* [WORK INSTRUCTION] I'd like every record written out again, exactly as it is.

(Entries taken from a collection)
^^^^^^^^

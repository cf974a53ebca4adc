// SPDX-License-Identifier: MPL-2.0
//! Message handlers for the application update loop.
//!
//! Each handler takes the whole [`App`] because most of them touch several
//! pieces of state at once: a scroll event moves the viewport, feeds the
//! progress debouncer, and re-evaluates the reveal tracker in one go.

use iced::widget::operation;
use iced::widget::scrollable::RelativeOffset;
use iced::widget::Id;
use iced::{window, Point, Size, Task};

use crate::config;
use crate::telemetry;
use crate::ui::design_tokens::sizing;
use crate::ui::navbar::{self, Event as NavbarEvent};
use crate::ui::notifications::Notification;
use crate::ui::state::{scroll_progress, Ripple};
use crate::ui::theming::AppTheme;

use super::section::{self, FeatureId, SectionId};
use super::view::SCROLLABLE_ID;
use super::{App, Message};

/// Advances every time-driven piece of state by one animation frame.
///
/// Ticks only arrive while something is moving (see `App::needs_frames`),
/// so this is also where the debouncers get their trailing-edge polls.
pub fn handle_tick(app: &mut App) -> Task<Message> {
    let now = app.now;

    if let Some(pointer) = app.pointer_debounce.poll(now) {
        app.parallax
            .retarget(pointer, (app.window_size.width, app.window_size.height));
        app.orb_cache.clear();
    }

    if app.progress_debounce.poll(now).is_some() {
        // Recompute from the live offset rather than the sampled one, so a
        // collapsed burst still lands on the final scroll position.
        let fraction = scroll_progress::fraction(
            app.page_offset,
            section::page_height(),
            app.viewport_height,
        );
        if (fraction - app.progress_fraction).abs() > f32::EPSILON {
            app.progress_fraction = fraction;
            app.ribbon_cache.clear();
        }
    }

    app.notifications.tick(now);
    for layer in &mut app.ripples {
        layer.retain(|ripple| !ripple.is_expired(now));
    }

    if let Some(offset) = app.smooth_scroll.tick() {
        app.page_offset = offset;
        return snap_page_to(offset, app.viewport_height);
    }

    Task::none()
}

/// Drives the page scrollable to an absolute content offset.
fn snap_page_to(offset: f32, viewport_height: f32) -> Task<Message> {
    let travel = scroll_progress::max_offset(section::page_height(), viewport_height);
    let fraction = if travel > 0.0 {
        (offset / travel).clamp(0.0, 1.0)
    } else {
        0.0
    };
    operation::snap_to(
        Id::new(SCROLLABLE_ID),
        RelativeOffset {
            x: 0.0,
            y: fraction,
        },
    )
}

pub fn handle_navbar_message(app: &mut App, message: navbar::Message) -> Task<Message> {
    let mut mode = app.theme.mode;
    match navbar::update(message, &mut mode) {
        NavbarEvent::Navigate(section) => handle_scroll_to(app, section),
        NavbarEvent::ThemeChanged(mode) => {
            app.theme = AppTheme::new(mode);
            app.config.theme_mode = mode;
            if let Err(error) = save_config(app) {
                telemetry::log(&format!("Failed to persist settings: {error}"));
            }
            Task::none()
        }
    }
}

/// Writes the settings back where they were read from.
fn save_config(app: &App) -> crate::error::Result<()> {
    match app.config_dir.as_deref() {
        Some(dir) => config::save_to_dir(&app.config, dir),
        None => config::save(&app.config),
    }
}

/// Starts an eased scroll run toward a section's top edge.
///
/// The target is clamped to the scrollable travel so sections near the
/// bottom of the page settle at the page end instead of overshooting.
pub fn handle_scroll_to(app: &mut App, section: SectionId) -> Task<Message> {
    let travel = scroll_progress::max_offset(section::page_height(), app.viewport_height);
    let target = section::section_offset(section).min(travel);
    if app.reduced_motion {
        app.page_offset = target;
        return snap_page_to(target, app.viewport_height);
    }
    app.smooth_scroll.begin(app.page_offset, target);
    Task::none()
}

pub fn handle_scroll_to_anchor(app: &mut App, anchor: &str) -> Task<Message> {
    match SectionId::from_anchor(anchor) {
        Some(section) => handle_scroll_to(app, section),
        None => Task::none(),
    }
}

pub fn handle_page_scrolled(
    app: &mut App,
    offset_y: f32,
    viewport_height: f32,
) -> Task<Message> {
    app.page_offset = offset_y;
    app.viewport_height = viewport_height;
    app.progress_debounce.observe((), app.now);
    app.reveal.viewport_changed(offset_y, viewport_height, app.now);
    Task::none()
}

pub fn handle_pointer_moved(app: &mut App, position: Point) -> Task<Message> {
    if app.reduced_motion {
        return Task::none();
    }
    app.pointer_debounce
        .observe((position.x, position.y), app.now);
    Task::none()
}

/// Parks the backdrop when the pointer leaves the window.
pub fn handle_pointer_left(app: &mut App) -> Task<Message> {
    app.pointer_debounce.cancel();
    app.parallax.reset();
    app.orb_cache.clear();
    Task::none()
}

pub fn handle_card_hovered(app: &mut App, card: FeatureId, position: Point) -> Task<Message> {
    app.tilts[card.index()].set_cursor(
        (position.x, position.y),
        (sizing::CARD_WIDTH, sizing::CARD_HEIGHT),
    );
    Task::none()
}

pub fn handle_card_unhovered(app: &mut App, card: FeatureId) -> Task<Message> {
    app.tilts[card.index()].reset();
    Task::none()
}

/// Spawns a press ripple on the card and announces the feature in a toast.
///
/// The ripple anchors at the last hovered position; a press that arrives
/// without one (keyboard activation) falls back to the card center.
pub fn handle_card_pressed(app: &mut App, card: FeatureId) -> Task<Message> {
    if !app.reduced_motion {
        let index = card.index();
        let center = app.tilts[index]
            .cursor()
            .unwrap_or((sizing::CARD_WIDTH / 2.0, sizing::CARD_HEIGHT / 2.0));
        app.ripples[index].push(Ripple::new(center, app.now));
    }

    let feature = app.i18n.tr(card.title_key());
    app.notifications.present(
        Notification::info("notification-exploring").with_arg("feature", feature),
    );
    Task::none()
}

pub fn handle_mentor_cta(app: &mut App) -> Task<Message> {
    app.notifications
        .present(Notification::success("notification-assistant-thinking"));
    Task::perform(
        async { tokio::time::sleep(super::ASSISTANT_REPLY_DELAY).await },
        |()| Message::AssistantReady,
    )
}

pub fn handle_assistant_ready(app: &mut App) -> Task<Message> {
    app.notifications
        .present(Notification::success("notification-assistant-ready"));
    Task::none()
}

pub fn handle_welcome_due(app: &mut App) -> Task<Message> {
    app.notifications
        .present(Notification::info("notification-welcome"));
    Task::none()
}

pub fn handle_window_opened(app: &mut App) -> Task<Message> {
    if let Some(launched_at) = app.launched_at.take() {
        telemetry::report_startup(launched_at);
    }
    Task::none()
}

pub fn handle_window_resized(app: &mut App, size: Size) -> Task<Message> {
    app.window_size = size;
    app.viewport_height = super::viewport_height_for(size.height);
    // A taller window can pull below-the-fold regions into view.
    app.reveal
        .viewport_changed(app.page_offset, app.viewport_height, app.now);
    Task::none()
}

pub fn handle_visibility_changed(app: &mut App, visible: bool) -> Task<Message> {
    app.engagement.set_visible(visible, app.now);
    Task::none()
}

/// Reports the engagement summary and lets the window close.
pub fn handle_close_requested(app: &mut App, id: window::Id) -> Task<Message> {
    telemetry::report_engagement(&app.engagement, app.now);
    window::close(id)
}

^^^^^^^^

* [RESULT]
repository cf974a53ebca4adc
// SPDX-License-Identifier: MPL-2.0
//! Message handlers for the application update loop.
//!
//! Each handler takes the whole [`App`] because most of them touch several
//! pieces of state at once: a scroll event moves the viewport, feeds the
//! progress debouncer, and re-evaluates the reveal tracker in one go.

use iced::widget::operation;
use iced::widget::scrollable::RelativeOffset;
use iced::widget::Id;
use iced::{window, Point, Size, Task};

use crate::config;
use crate::telemetry;
use crate::ui::design_tokens::sizing;
use crate::ui::navbar::{self, Event as NavbarEvent};
use crate::ui::notifications::Notification;
use crate::ui::state::{scroll_progress, Ripple};
use crate::ui::theming::AppTheme;

use super::section::{self, FeatureId, SectionId};
use super::view::SCROLLABLE_ID;
use super::{App, Message};

/// Advances every time-driven piece of state by one animation frame.
///
/// Ticks only arrive while something is moving (see `App::needs_frames`),
/// so this is also where the debouncers get their trailing-edge polls.
pub fn handle_tick(app: &mut App) -> Task<Message> {
    let now = app.now;

    if let Some(pointer) = app.pointer_debounce.poll(now) {
        app.parallax
            .retarget(pointer, (app.window_size.width, app.window_size.height));
        app.orb_cache.clear();
    }

    if app.progress_debounce.poll(now).is_some() {
        // Recompute from the live offset rather than the sampled one, so a
        // collapsed burst still lands on the final scroll position.
        let fraction = scroll_progress::fraction(
            app.page_offset,
            section::page_height(),
            app.viewport_height,
        );
        if (fraction - app.progress_fraction).abs() > f32::EPSILON {
            app.progress_fraction = fraction;
            app.ribbon_cache.clear();
        }
    }

    app.notifications.tick(now);
    for layer in &mut app.ripples {
        layer.retain(|ripple| !ripple.is_expired(now));
    }

    if let Some(offset) = app.smooth_scroll.tick() {
        app.page_offset = offset;
        return snap_page_to(offset, app.viewport_height);
    }

    Task::none()
}

/// Drives the page scrollable to an absolute content offset.
fn snap_page_to(offset: f32, viewport_height: f32) -> Task<Message> {
    let travel = scroll_progress::max_offset(section::page_height(), viewport_height);
    let fraction = if travel > 0.0 {
        (offset / travel).clamp(0.0, 1.0)
    } else {
        0.0
    };
    operation::snap_to(
        Id::new(SCROLLABLE_ID),
        RelativeOffset {
            x: 0.0,
            y: fraction,
        },
    )
}

pub fn handle_navbar_message(app: &mut App, message: navbar::Message) -> Task<Message> {
    let mut mode = app.theme.mode;
    match navbar::update(message, &mut mode) {
        NavbarEvent::Navigate(section) => handle_scroll_to(app, section),
        NavbarEvent::ThemeChanged(mode) => {
            app.theme = AppTheme::new(mode);
            app.config.theme_mode = mode;
            if let Err(error) = save_config(app) {
                telemetry::log(&format!("Failed to persist settings: {error}"));
            }
            Task::none()
        }
    }
}

/// Writes the settings back where they were read from.
fn save_config(app: &App) -> crate::error::Result<()> {
    match app.config_dir.as_deref() {
        Some(dir) => config::save_to_dir(&app.config, dir),
        None => config::save(&app.config),
    }
}

/// Starts an eased scroll run toward a section's top edge.
///
/// The target is clamped to the scrollable travel so sections near the
/// bottom of the page settle at the page end instead of overshooting.
pub fn handle_scroll_to(app: &mut App, section: SectionId) -> Task<Message> {
    let travel = scroll_progress::max_offset(section::page_height(), app.viewport_height);
    let target = section::section_offset(section).min(travel);
    if app.reduced_motion {
        app.page_offset = target;
        return snap_page_to(target, app.viewport_height);
    }
    app.smooth_scroll.begin(app.page_offset, target);
    Task::none()
}

pub fn handle_scroll_to_anchor(app: &mut App, anchor: &str) -> Task<Message> {
    match SectionId::from_anchor(anchor) {
        Some(section) => handle_scroll_to(app, section),
        None => Task::none(),
    }
}

pub fn handle_page_scrolled(
    app: &mut App,
    offset_y: f32,
    viewport_height: f32,
) -> Task<Message> {
    app.page_offset = offset_y;
    app.viewport_height = viewport_height;
    app.progress_debounce.observe((), app.now);
    app.reveal.viewport_changed(offset_y, viewport_height, app.now);
    Task::none()
}

pub fn handle_pointer_moved(app: &mut App, position: Point) -> Task<Message> {
    if app.reduced_motion {
        return Task::none();
    }
    app.pointer_debounce
        .observe((position.x, position.y), app.now);
    Task::none()
}

/// Parks the backdrop when the pointer leaves the window.
pub fn handle_pointer_left(app: &mut App) -> Task<Message> {
    app.pointer_debounce.cancel();
    app.parallax.reset();
    app.orb_cache.clear();
    Task::none()
}

pub fn handle_card_hovered(app: &mut App, card: FeatureId, position: Point) -> Task<Message> {
    app.tilts[card.index()].set_cursor(
        (position.x, position.y),
        (sizing::CARD_WIDTH, sizing::CARD_HEIGHT),
    );
    Task::none()
}

pub fn handle_card_unhovered(app: &mut App, card: FeatureId) -> Task<Message> {
    app.tilts[card.index()].reset();
    Task::none()
}

/// Spawns a press ripple on the card and announces the feature in a toast.
///
/// The ripple anchors at the last hovered position; a press that arrives
/// without one (keyboard activation) falls back to the card center.
pub fn handle_card_pressed(app: &mut App, card: FeatureId) -> Task<Message> {
    if !app.reduced_motion {
        let index = card.index();
        let center = app.tilts[index]
            .cursor()
            .unwrap_or((sizing::CARD_WIDTH / 2.0, sizing::CARD_HEIGHT / 2.0));
        app.ripples[index].push(Ripple::new(center, app.now));
    }

    let feature = app.i18n.tr(card.title_key());
    app.notifications.present(
        Notification::info("notification-exploring").with_arg("feature", feature),
    );
    Task::none()
}

pub fn handle_mentor_cta(app: &mut App) -> Task<Message> {
    app.notifications
        .present(Notification::success("notification-assistant-thinking"));
    Task::perform(
        async { tokio::time::sleep(super::ASSISTANT_REPLY_DELAY).await },
        |()| Message::AssistantReady,
    )
}

pub fn handle_assistant_ready(app: &mut App) -> Task<Message> {
    app.notifications
        .present(Notification::success("notification-assistant-ready"));
    Task::none()
}

pub fn handle_welcome_due(app: &mut App) -> Task<Message> {
    app.notifications
        .present(Notification::info("notification-welcome"));
    Task::none()
}

pub fn handle_window_opened(app: &mut App) -> Task<Message> {
    if let Some(launched_at) = app.launched_at.take() {
        telemetry::report_startup(launched_at);
    }
    Task::none()
}

pub fn handle_window_resized(app: &mut App, size: Size) -> Task<Message> {
    app.window_size = size;
    app.viewport_height = super::viewport_height_for(size.height);
    // A taller window can pull below-the-fold regions into view.
    app.reveal
        .viewport_changed(app.page_offset, app.viewport_height, app.now);
    Task::none()
}

pub fn handle_visibility_changed(app: &mut App, visible: bool) -> Task<Message> {
    app.engagement.set_visible(visible, app.now);
    Task::none()
}

/// Reports the engagement summary and lets the window close.
pub fn handle_close_requested(app: &mut App, id: window::Id) -> Task<Message> {
    telemetry::report_engagement(&app.engagement, app.now);
    window::close(id)
}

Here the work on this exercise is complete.